Stored data entries
┄┄┄┄┄┄┄┄┄┄
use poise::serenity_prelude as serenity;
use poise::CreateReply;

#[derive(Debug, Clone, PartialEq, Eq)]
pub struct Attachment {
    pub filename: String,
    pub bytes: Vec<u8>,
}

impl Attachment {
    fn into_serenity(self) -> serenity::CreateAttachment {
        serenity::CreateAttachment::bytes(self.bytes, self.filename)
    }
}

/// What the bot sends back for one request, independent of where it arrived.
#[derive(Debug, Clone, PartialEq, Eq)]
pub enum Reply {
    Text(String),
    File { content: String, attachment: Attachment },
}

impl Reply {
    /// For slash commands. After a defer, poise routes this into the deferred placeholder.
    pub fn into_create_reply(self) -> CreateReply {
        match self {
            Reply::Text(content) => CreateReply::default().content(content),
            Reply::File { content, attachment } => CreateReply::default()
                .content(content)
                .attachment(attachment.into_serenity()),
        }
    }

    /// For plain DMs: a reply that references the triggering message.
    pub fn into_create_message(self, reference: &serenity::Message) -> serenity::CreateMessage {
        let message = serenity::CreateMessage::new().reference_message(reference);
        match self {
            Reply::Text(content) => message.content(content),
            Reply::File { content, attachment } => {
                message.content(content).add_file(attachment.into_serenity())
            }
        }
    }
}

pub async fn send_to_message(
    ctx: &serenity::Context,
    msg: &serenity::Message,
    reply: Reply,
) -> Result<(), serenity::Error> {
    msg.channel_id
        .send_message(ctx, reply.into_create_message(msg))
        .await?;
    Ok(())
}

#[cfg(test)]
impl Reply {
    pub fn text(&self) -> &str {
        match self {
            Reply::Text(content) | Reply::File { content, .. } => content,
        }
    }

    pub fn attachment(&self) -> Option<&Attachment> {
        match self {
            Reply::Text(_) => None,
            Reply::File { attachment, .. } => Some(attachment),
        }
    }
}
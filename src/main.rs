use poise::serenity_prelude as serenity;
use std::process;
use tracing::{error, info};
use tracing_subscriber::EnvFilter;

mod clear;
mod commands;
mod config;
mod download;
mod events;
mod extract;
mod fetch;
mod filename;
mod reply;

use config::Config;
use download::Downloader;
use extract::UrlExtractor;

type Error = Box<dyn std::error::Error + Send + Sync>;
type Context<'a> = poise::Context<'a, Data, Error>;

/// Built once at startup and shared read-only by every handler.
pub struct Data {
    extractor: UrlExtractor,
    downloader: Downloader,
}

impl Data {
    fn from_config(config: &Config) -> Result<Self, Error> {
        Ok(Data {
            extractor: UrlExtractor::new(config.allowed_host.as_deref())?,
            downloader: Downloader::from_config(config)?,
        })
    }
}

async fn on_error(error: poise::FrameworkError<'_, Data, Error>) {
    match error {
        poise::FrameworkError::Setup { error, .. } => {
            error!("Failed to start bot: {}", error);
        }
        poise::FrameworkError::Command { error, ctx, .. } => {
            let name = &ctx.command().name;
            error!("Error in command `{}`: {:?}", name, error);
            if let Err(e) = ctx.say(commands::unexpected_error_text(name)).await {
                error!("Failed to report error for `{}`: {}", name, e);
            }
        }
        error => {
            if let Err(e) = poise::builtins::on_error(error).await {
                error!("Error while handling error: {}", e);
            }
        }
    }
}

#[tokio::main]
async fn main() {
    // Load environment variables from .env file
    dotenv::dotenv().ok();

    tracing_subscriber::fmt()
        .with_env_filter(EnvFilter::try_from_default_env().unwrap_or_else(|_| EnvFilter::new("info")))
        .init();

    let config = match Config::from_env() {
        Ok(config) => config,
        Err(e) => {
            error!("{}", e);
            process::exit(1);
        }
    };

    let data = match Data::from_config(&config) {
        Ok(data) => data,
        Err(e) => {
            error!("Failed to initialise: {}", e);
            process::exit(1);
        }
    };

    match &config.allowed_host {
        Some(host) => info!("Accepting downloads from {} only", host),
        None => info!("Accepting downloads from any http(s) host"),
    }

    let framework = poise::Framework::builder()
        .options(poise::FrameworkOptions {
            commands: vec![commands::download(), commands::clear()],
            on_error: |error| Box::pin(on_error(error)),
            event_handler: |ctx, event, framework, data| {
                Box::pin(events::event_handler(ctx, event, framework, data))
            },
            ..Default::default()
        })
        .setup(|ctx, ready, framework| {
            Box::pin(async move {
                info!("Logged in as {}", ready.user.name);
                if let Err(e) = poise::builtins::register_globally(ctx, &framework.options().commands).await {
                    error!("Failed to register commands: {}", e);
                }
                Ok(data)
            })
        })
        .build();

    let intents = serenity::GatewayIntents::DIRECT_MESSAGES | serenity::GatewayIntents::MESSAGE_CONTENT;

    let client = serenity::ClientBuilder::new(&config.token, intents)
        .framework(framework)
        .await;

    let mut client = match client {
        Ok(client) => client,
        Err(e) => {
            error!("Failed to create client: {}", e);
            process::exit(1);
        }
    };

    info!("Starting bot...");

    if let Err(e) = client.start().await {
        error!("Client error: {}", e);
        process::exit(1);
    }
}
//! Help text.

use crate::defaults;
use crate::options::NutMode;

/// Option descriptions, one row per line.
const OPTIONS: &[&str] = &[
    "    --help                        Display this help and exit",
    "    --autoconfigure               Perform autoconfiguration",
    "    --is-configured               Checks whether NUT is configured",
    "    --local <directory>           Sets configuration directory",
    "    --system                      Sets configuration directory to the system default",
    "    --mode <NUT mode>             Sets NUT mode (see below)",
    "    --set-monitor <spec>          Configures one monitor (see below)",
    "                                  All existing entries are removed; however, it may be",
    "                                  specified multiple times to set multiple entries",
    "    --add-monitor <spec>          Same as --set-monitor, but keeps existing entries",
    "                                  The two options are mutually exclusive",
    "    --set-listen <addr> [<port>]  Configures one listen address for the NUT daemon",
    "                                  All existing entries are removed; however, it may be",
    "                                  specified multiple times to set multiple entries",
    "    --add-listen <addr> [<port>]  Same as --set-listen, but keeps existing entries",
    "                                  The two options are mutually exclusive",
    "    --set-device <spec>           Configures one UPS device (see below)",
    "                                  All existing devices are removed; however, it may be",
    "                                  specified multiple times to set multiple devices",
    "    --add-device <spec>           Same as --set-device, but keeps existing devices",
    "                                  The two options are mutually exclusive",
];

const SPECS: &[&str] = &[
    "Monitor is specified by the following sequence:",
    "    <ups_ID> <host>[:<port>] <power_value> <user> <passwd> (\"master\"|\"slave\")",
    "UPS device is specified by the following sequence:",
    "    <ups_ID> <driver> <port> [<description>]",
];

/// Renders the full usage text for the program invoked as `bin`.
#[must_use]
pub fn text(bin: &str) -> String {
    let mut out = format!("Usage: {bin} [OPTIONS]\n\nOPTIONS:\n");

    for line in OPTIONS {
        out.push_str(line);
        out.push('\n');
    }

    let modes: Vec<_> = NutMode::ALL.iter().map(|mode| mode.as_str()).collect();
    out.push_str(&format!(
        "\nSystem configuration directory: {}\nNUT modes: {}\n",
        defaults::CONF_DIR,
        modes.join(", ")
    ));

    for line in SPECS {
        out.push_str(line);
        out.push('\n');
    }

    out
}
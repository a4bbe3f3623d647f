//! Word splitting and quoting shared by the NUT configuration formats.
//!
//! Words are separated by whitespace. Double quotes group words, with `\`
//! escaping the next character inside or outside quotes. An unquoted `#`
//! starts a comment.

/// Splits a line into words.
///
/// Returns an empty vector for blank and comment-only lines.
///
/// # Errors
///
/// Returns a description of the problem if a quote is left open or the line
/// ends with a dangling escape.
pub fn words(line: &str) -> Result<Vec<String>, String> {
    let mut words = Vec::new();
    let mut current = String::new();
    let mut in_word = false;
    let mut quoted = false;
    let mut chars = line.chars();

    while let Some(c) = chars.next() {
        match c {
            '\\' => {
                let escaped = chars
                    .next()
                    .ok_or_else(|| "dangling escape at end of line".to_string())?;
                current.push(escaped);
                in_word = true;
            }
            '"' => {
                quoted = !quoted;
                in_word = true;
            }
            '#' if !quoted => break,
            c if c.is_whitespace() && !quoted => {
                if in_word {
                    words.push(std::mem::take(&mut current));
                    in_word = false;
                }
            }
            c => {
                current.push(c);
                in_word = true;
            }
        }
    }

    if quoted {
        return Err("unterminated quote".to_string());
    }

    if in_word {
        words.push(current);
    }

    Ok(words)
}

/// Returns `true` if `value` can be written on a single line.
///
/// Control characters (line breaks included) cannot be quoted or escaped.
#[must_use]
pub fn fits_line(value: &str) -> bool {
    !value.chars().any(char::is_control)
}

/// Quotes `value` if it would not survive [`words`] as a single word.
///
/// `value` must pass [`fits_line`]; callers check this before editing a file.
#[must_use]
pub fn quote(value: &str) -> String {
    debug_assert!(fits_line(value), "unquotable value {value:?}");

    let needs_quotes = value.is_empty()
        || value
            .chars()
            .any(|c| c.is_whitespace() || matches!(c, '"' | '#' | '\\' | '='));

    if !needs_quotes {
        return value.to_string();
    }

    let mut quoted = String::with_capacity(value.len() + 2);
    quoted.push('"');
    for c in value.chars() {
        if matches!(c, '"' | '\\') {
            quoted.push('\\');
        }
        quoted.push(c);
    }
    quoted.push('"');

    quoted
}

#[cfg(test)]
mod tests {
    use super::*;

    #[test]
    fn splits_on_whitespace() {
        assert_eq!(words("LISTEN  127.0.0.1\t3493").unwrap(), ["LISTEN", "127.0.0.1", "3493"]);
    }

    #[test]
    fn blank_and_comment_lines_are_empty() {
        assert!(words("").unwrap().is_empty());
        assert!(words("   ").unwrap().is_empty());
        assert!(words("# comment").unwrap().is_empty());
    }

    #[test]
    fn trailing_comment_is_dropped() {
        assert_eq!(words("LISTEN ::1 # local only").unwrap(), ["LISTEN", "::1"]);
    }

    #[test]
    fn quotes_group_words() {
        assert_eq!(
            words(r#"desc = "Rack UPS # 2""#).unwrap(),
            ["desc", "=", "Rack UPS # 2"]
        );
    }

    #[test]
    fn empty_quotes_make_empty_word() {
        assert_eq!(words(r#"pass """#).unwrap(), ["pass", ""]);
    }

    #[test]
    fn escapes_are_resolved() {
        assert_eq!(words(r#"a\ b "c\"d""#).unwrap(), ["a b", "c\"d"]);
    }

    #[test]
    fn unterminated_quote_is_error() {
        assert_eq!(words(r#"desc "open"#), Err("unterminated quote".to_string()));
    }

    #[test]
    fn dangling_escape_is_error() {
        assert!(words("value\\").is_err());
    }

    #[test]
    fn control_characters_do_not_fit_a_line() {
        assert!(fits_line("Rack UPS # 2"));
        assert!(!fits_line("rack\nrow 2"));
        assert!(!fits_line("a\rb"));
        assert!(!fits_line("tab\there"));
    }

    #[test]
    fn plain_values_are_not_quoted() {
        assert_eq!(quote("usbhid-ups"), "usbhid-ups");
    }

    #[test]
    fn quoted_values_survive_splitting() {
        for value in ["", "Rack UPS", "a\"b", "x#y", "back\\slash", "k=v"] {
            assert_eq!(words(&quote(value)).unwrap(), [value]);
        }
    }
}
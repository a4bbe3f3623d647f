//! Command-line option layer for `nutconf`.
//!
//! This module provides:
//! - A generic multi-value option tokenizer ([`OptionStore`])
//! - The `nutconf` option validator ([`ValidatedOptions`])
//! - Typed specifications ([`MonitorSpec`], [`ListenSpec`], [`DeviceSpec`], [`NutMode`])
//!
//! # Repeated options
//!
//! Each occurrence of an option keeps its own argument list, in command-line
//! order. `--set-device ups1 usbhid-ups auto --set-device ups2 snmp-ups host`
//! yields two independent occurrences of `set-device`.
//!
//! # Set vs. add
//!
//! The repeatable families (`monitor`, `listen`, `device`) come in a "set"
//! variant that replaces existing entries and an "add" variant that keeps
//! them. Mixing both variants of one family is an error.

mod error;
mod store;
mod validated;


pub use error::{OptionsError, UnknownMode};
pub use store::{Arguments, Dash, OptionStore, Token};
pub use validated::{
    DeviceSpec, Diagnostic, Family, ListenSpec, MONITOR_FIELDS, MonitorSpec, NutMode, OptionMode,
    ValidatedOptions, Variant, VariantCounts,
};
┄┄┄┄┄┄┄┄┄┄
Whenever a line of the data includes the word "Result", show that line in full.

) -> Result<(), serenity::Error> {
    fn from_config(config: &Config) -> Result<Self, Error> {
pub fn words(line: &str) -> Result<Vec<String>, String> {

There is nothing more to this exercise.